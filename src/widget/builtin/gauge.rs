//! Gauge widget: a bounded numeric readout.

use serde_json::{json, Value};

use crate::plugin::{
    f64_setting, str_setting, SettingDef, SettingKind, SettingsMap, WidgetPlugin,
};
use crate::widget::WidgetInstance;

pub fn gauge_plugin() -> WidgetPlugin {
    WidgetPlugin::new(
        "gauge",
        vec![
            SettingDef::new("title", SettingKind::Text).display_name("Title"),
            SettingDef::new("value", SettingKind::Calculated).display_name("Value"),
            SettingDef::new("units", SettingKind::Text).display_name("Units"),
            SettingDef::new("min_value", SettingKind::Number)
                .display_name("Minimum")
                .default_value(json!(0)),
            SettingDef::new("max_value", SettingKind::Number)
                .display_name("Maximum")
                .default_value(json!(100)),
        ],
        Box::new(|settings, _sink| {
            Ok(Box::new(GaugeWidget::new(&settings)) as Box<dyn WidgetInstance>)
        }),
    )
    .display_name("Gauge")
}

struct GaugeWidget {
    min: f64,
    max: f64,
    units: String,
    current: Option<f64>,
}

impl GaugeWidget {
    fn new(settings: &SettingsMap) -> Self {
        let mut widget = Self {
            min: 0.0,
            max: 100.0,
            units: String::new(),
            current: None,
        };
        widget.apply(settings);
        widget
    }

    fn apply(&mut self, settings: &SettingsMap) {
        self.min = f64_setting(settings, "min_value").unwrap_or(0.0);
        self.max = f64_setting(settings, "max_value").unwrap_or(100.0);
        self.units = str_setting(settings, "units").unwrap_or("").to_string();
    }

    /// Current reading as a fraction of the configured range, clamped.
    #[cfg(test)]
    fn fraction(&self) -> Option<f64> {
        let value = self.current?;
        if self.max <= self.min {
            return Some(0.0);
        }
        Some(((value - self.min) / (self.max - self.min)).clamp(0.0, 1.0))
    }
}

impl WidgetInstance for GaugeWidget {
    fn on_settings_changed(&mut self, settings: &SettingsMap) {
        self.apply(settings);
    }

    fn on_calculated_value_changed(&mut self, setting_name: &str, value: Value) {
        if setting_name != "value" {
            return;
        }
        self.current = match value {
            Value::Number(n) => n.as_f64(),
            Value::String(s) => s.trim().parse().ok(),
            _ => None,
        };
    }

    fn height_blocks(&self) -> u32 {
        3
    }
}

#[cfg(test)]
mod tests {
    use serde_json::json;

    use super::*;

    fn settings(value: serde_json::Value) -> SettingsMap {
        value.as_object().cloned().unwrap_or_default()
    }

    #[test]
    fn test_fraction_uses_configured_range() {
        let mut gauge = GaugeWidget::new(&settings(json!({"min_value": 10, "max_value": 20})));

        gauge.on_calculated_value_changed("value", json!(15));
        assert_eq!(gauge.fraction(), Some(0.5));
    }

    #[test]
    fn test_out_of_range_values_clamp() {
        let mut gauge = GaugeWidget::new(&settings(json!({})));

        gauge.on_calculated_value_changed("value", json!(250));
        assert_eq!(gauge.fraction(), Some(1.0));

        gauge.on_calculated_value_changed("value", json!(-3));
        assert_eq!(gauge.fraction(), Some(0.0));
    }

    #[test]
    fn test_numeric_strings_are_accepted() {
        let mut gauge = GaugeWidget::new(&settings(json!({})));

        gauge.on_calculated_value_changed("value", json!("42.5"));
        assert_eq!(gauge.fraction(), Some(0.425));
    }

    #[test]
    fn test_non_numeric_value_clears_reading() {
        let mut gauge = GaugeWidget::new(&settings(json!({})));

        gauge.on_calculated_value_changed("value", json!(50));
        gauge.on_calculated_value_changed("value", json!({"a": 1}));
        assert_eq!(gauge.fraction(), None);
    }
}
-------------------------
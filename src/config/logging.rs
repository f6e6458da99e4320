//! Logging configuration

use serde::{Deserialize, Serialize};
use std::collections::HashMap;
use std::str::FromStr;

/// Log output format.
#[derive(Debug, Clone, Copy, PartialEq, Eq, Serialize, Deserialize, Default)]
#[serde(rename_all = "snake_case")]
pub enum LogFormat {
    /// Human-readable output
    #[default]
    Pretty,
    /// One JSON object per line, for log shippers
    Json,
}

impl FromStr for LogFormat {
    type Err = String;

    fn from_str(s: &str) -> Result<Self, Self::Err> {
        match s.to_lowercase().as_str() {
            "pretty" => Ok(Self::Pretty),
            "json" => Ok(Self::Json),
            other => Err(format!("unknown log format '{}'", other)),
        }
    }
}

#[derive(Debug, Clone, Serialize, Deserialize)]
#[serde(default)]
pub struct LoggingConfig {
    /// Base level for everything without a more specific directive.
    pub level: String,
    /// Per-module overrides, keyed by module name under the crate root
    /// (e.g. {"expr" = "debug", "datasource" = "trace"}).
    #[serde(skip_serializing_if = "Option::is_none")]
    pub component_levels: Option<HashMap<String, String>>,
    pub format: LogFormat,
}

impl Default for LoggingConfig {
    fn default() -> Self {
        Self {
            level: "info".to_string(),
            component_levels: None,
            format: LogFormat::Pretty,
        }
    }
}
-------------------------
Task description:
From the entries, copy every line in which the string "crate" can be found.

Reply:
use crate::plugin::{
use crate::widget::WidgetInstance;
    /// Per-module overrides, keyed by module name under the crate root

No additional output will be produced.